On February 27-28, the Forests Dialogue held a conference in New Haven, Connecticut. Professor José Aylwin, ICCA Consortium Council Member with special responsibility for legal issues related to ICCAs participated in the event for the Consortium. The event, hosted by the Yale Environmental Dialogue Initiative, had the following objectives:
1. Share understanding of the background of land tenure reform among various stakeholders including indigenous peoples, forestry companies, agricultural companies, development agencies and relevant government bodies
2. Examine and learn lessons from concrete situations where land tenure reforms have been, or are being, used
3. Identify key fracture lines within land tenure reform with opportunity for improvement and collaboration across stakeholders.

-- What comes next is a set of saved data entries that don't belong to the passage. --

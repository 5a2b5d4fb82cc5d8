//! Tokenizer for the expression grammar.

use std::fmt;

/// A single lexical token.
#[derive(Debug, Clone, PartialEq)]
pub enum Token {
    Number(f64),
    Ident(String),
    Plus,
    Minus,
    Star,
    Slash,
    Percent,
    Caret,
    LParen,
    RParen,
    Comma,
}

impl fmt::Display for Token {
    fn fmt(&self, f: &mut fmt::Formatter<'_>) -> fmt::Result {
        match self {
            Token::Number(v) => write!(f, "{v}"),
            Token::Ident(name) => f.write_str(name),
            Token::Plus => f.write_str("+"),
            Token::Minus => f.write_str("-"),
            Token::Star => f.write_str("*"),
            Token::Slash => f.write_str("/"),
            Token::Percent => f.write_str("%"),
            Token::Caret => f.write_str("^"),
            Token::LParen => f.write_str("("),
            Token::RParen => f.write_str(")"),
            Token::Comma => f.write_str(","),
        }
    }
}

fn is_ident_start(c: char) -> bool {
    c.is_alphabetic() || c == '_' || c == 'π'
}

fn is_ident_continue(c: char) -> bool {
    c.is_alphanumeric() || c == '_'
}

/// Splits an expression into tokens, skipping whitespace.
///
/// Any character outside the grammar is an error naming the offender.
pub fn tokenize(input: &str) -> Result<Vec<Token>, String> {
    let mut tokens = Vec::new();
    let mut chars = input.chars().peekable();

    while let Some(&c) = chars.peek() {
        match c {
            _ if c.is_whitespace() => {
                chars.next();
            }
            '0'..='9' | '.' => {
                let mut literal = String::new();
                while let Some(&d) = chars.peek() {
                    if d.is_ascii_digit() || d == '.' {
                        literal.push(d);
                        chars.next();
                    } else {
                        break;
                    }
                }
                let value: f64 = literal
                    .parse()
                    .map_err(|_| format!("invalid number '{literal}'"))?;
                tokens.push(Token::Number(value));
            }
            // π is a complete identifier on its own; it never merges
            // with following characters.
            'π' => {
                chars.next();
                tokens.push(Token::Ident("π".to_string()));
            }
            _ if is_ident_start(c) => {
                let mut name = String::new();
                while let Some(&d) = chars.peek() {
                    if is_ident_continue(d) {
                        name.push(d);
                        chars.next();
                    } else {
                        break;
                    }
                }
                tokens.push(Token::Ident(name));
            }
            '+' => {
                chars.next();
                tokens.push(Token::Plus);
            }
            '-' => {
                chars.next();
                tokens.push(Token::Minus);
            }
            '*' => {
                chars.next();
                tokens.push(Token::Star);
            }
            '/' => {
                chars.next();
                tokens.push(Token::Slash);
            }
            '%' => {
                chars.next();
                tokens.push(Token::Percent);
            }
            '^' => {
                chars.next();
                tokens.push(Token::Caret);
            }
            '(' => {
                chars.next();
                tokens.push(Token::LParen);
            }
            ')' => {
                chars.next();
                tokens.push(Token::RParen);
            }
            ',' => {
                chars.next();
                tokens.push(Token::Comma);
            }
            _ => return Err(format!("unexpected character '{c}'")),
        }
    }

    Ok(tokens)
}
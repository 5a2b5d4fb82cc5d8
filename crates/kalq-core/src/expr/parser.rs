//! Recursive-descent parser for the expression grammar.
//!
//! Precedence, loosest first: `+ -` / `* / %` / unary minus / `^`
//! (right-associative). Function calls take a parenthesized,
//! comma-separated argument list.

use super::token::Token;

/// Abstract syntax for a parsed expression.
#[derive(Debug, Clone, PartialEq)]
pub enum Expr {
    Num(f64),
    Name(String),
    Neg(Box<Expr>),
    Binary(BinOp, Box<Expr>, Box<Expr>),
    Call(String, Vec<Expr>),
}

#[derive(Debug, Clone, Copy, PartialEq, Eq)]
pub enum BinOp {
    Add,
    Sub,
    Mul,
    Div,
    Rem,
    Pow,
}

struct Parser<'a> {
    tokens: &'a [Token],
    pos: usize,
}

/// Parses a token stream into an AST.
pub fn parse(tokens: &[Token]) -> Result<Expr, String> {
    if tokens.is_empty() {
        return Err("empty expression".to_string());
    }
    let mut parser = Parser { tokens, pos: 0 };
    let expr = parser.additive()?;
    match parser.peek() {
        None => Ok(expr),
        Some(tok) => Err(format!("unexpected '{tok}'")),
    }
}

impl Parser<'_> {
    fn peek(&self) -> Option<&Token> {
        self.tokens.get(self.pos)
    }

    fn bump(&mut self) -> Option<&Token> {
        let tok = self.tokens.get(self.pos);
        if tok.is_some() {
            self.pos += 1;
        }
        tok
    }

    fn expect(&mut self, expected: &Token) -> Result<(), String> {
        match self.bump() {
            Some(tok) if tok == expected => Ok(()),
            Some(tok) => Err(format!("expected '{expected}', found '{tok}'")),
            None => Err(format!("expected '{expected}', found end of input")),
        }
    }

    fn additive(&mut self) -> Result<Expr, String> {
        let mut lhs = self.multiplicative()?;
        loop {
            let op = match self.peek() {
                Some(Token::Plus) => BinOp::Add,
                Some(Token::Minus) => BinOp::Sub,
                _ => break,
            };
            self.pos += 1;
            let rhs = self.multiplicative()?;
            lhs = Expr::Binary(op, Box::new(lhs), Box::new(rhs));
        }
        Ok(lhs)
    }

    fn multiplicative(&mut self) -> Result<Expr, String> {
        let mut lhs = self.unary()?;
        loop {
            let op = match self.peek() {
                Some(Token::Star) => BinOp::Mul,
                Some(Token::Slash) => BinOp::Div,
                Some(Token::Percent) => BinOp::Rem,
                _ => break,
            };
            self.pos += 1;
            let rhs = self.unary()?;
            lhs = Expr::Binary(op, Box::new(lhs), Box::new(rhs));
        }
        Ok(lhs)
    }

    // Unary minus binds looser than `^`: -2^2 is -(2^2).
    fn unary(&mut self) -> Result<Expr, String> {
        match self.peek() {
            Some(Token::Minus) => {
                self.pos += 1;
                Ok(Expr::Neg(Box::new(self.unary()?)))
            }
            Some(Token::Plus) => {
                self.pos += 1;
                self.unary()
            }
            _ => self.power(),
        }
    }

    fn power(&mut self) -> Result<Expr, String> {
        let base = self.atom()?;
        if matches!(self.peek(), Some(Token::Caret)) {
            self.pos += 1;
            // Right-associative; the exponent may itself be signed.
            let exponent = self.unary()?;
            return Ok(Expr::Binary(
                BinOp::Pow,
                Box::new(base),
                Box::new(exponent),
            ));
        }
        Ok(base)
    }

    fn atom(&mut self) -> Result<Expr, String> {
        match self.bump().cloned() {
            Some(Token::Number(v)) => Ok(Expr::Num(v)),
            Some(Token::Ident(name)) => {
                if matches!(self.peek(), Some(Token::LParen)) {
                    self.pos += 1;
                    let args = self.call_args()?;
                    Ok(Expr::Call(name, args))
                } else {
                    Ok(Expr::Name(name))
                }
            }
            Some(Token::LParen) => {
                let inner = self.additive()?;
                self.expect(&Token::RParen)?;
                Ok(inner)
            }
            Some(tok) => Err(format!("unexpected '{tok}'")),
            None => Err("unexpected end of expression".to_string()),
        }
    }

    fn call_args(&mut self) -> Result<Vec<Expr>, String> {
        if matches!(self.peek(), Some(Token::RParen)) {
            self.pos += 1;
            return Ok(Vec::new());
        }
        let mut args = vec![self.additive()?];
        loop {
            match self.bump() {
                Some(Token::Comma) => args.push(self.additive()?),
                Some(Token::RParen) => return Ok(args),
                Some(tok) => return Err(format!("expected ',' or ')', found '{tok}'")),
                None => return Err("unclosed argument list".to_string()),
            }
        }
    }
}

#[cfg(test)]
mod tests {
    use super::super::token::tokenize;
    use super::*;

    fn parse_str(input: &str) -> Result<Expr, String> {
        parse(&tokenize(input).unwrap())
    }

    #[test]
    fn precedence_mul_over_add() {
        let ast = parse_str("1+2*3").unwrap();
        let Expr::Binary(BinOp::Add, _, rhs) = ast else {
            panic!("expected top-level add");
        };
        assert!(matches!(*rhs, Expr::Binary(BinOp::Mul, _, _)));
    }

    #[test]
    fn power_is_right_associative() {
        let ast = parse_str("2^3^2").unwrap();
        let Expr::Binary(BinOp::Pow, _, rhs) = ast else {
            panic!("expected top-level pow");
        };
        assert!(matches!(*rhs, Expr::Binary(BinOp::Pow, _, _)));
    }

    #[test]
    fn calls_with_multiple_arguments() {
        let ast = parse_str("pow(2, 10)").unwrap();
        assert!(matches!(ast, Expr::Call(name, args) if name == "pow" && args.len() == 2));
    }

    #[test]
    fn dangling_operator_is_an_error() {
        assert!(parse_str("2+").is_err());
        assert!(parse_str("(1+2").is_err());
        assert!(parse_str("1 2").is_err());
    }
}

The dialogue gathered more than 30 leading actors from a variety of sectors and stakeholders that reflectedon the challenges and possible solutions related to forest and land tenure reform to provide a more secure basis for forest and land management.
The need of this reform has been widely acknowledged through the decisions of the Inter-Governmental Panel on Forests, the UN Forum on Forests, and the FAO’s Voluntary Guidelines on the Good Governance of Tenure of Lands, Fisheries and Forests, as well as international development agencies like the World Bank. It was also acknowledged by decisions and recommendations made by other international processes, such as reports of the UN Special Rapporteurs on the Right to Food and on Indigenous Peoples, as well as the Recommendations of the UN human rights treaty bodies, the Decisions of the Parties to the Convention on Biological Diversity, the UNFCCC and UNREDD. It was an opportunity to hear the perspectives of different stakeholders.